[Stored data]
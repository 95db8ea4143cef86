//! Retry policy with exponential backoff

use std::collections::BTreeSet;
use std::time::Duration;

use rand::Rng;

use crate::api_error::DEFAULT_RETRYABLE_STATUS_CODES;

/// Configuration for retrying failed requests
///
/// Read-only once handed to a [`Transport`](crate::Transport).
#[derive(Debug, Clone, PartialEq)]
pub struct RetryConfig {
    /// Retries after the first attempt (total attempts = `max_retries + 1`)
    pub max_retries: u32,
    /// Delay before the first retry
    pub initial_backoff: Duration,
    /// Upper bound for any computed delay
    pub max_backoff: Duration,
    /// Growth factor per retry (e.g., 2.0 doubles the delay each time)
    pub backoff_multiplier: f64,
    /// Scale each delay by a random factor in `[0.5, 1.0]`
    pub jitter: bool,
    /// HTTP statuses that are worth another attempt
    pub retryable_status_codes: BTreeSet<u16>,
}

impl Default for RetryConfig {
    fn default() -> Self {
        Self {
            max_retries: 3,
            initial_backoff: Duration::from_millis(500),
            max_backoff: Duration::from_secs(30),
            backoff_multiplier: 2.0,
            jitter: true,
            retryable_status_codes: DEFAULT_RETRYABLE_STATUS_CODES.into_iter().collect(),
        }
    }
}

impl RetryConfig {
    /// Create a new config with default values
    pub fn new() -> Self {
        Self::default()
    }

    /// Set the number of retries
    pub fn with_max_retries(mut self, max: u32) -> Self {
        self.max_retries = max;
        self
    }

    /// Set the first retry delay
    pub fn with_initial_backoff(mut self, delay: Duration) -> Self {
        self.initial_backoff = delay;
        self
    }

    /// Set the delay cap
    pub fn with_max_backoff(mut self, delay: Duration) -> Self {
        self.max_backoff = delay;
        self
    }

    /// Set backoff multiplier
    pub fn with_multiplier(mut self, multiplier: f64) -> Self {
        self.backoff_multiplier = multiplier;
        self
    }

    /// Enable or disable jitter
    pub fn with_jitter(mut self, jitter: bool) -> Self {
        self.jitter = jitter;
        self
    }

    /// Replace the set of retryable statuses
    pub fn with_retryable_status_codes(mut self, codes: impl IntoIterator<Item = u16>) -> Self {
        self.retryable_status_codes = codes.into_iter().collect();
        self
    }

    /// Single attempt, no retries
    pub fn disabled() -> Self {
        Self {
            max_retries: 0,
            ..Default::default()
        }
    }

    /// Check if a status is in the retryable set
    pub fn is_retryable_status(&self, status: u16) -> bool {
        self.retryable_status_codes.contains(&status)
    }

    /// Check if another attempt is allowed after `attempt` (0-indexed) failed
    pub fn should_retry(&self, attempt: u32) -> bool {
        attempt < self.max_retries
    }

    /// Delay before retry number `attempt` (0-indexed: 0 precedes the second attempt)
    ///
    /// `min(initial * multiplier^attempt, max)`, then scaled into `[0.5, 1.0]`
    /// of that value when jitter is on.
    pub fn calculate_backoff(&self, attempt: u32) -> Duration {
        let exponent = i32::try_from(attempt).unwrap_or(i32::MAX);
        let base = self.initial_backoff.as_secs_f64() * self.backoff_multiplier.powi(exponent);
        let capped = base.min(self.max_backoff.as_secs_f64()).max(0.0);

        let secs = if self.jitter {
            capped * rand::thread_rng().gen_range(0.5..=1.0)
        } else {
            capped
        };

        Duration::try_from_secs_f64(secs)
            .unwrap_or(self.max_backoff)
            .min(self.max_backoff)
    }
}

__PROBLEM REQUIREMENTS__.
Give back precisely the lines above that start at the line containing "pub fn calculate_backoff(&self, attempt: u32)" and end at the line containing "let secs = if", inclusive. No other lines belong in the output.

__TASK OUTPUT__.
    pub fn calculate_backoff(&self, attempt: u32) -> Duration {
        let exponent = i32::try_from(attempt).unwrap_or(i32::MAX);
        let base = self.initial_backoff.as_secs_f64() * self.backoff_multiplier.powi(exponent);
        let capped = base.min(self.max_backoff.as_secs_f64()).max(0.0);

        let secs = if self.jitter {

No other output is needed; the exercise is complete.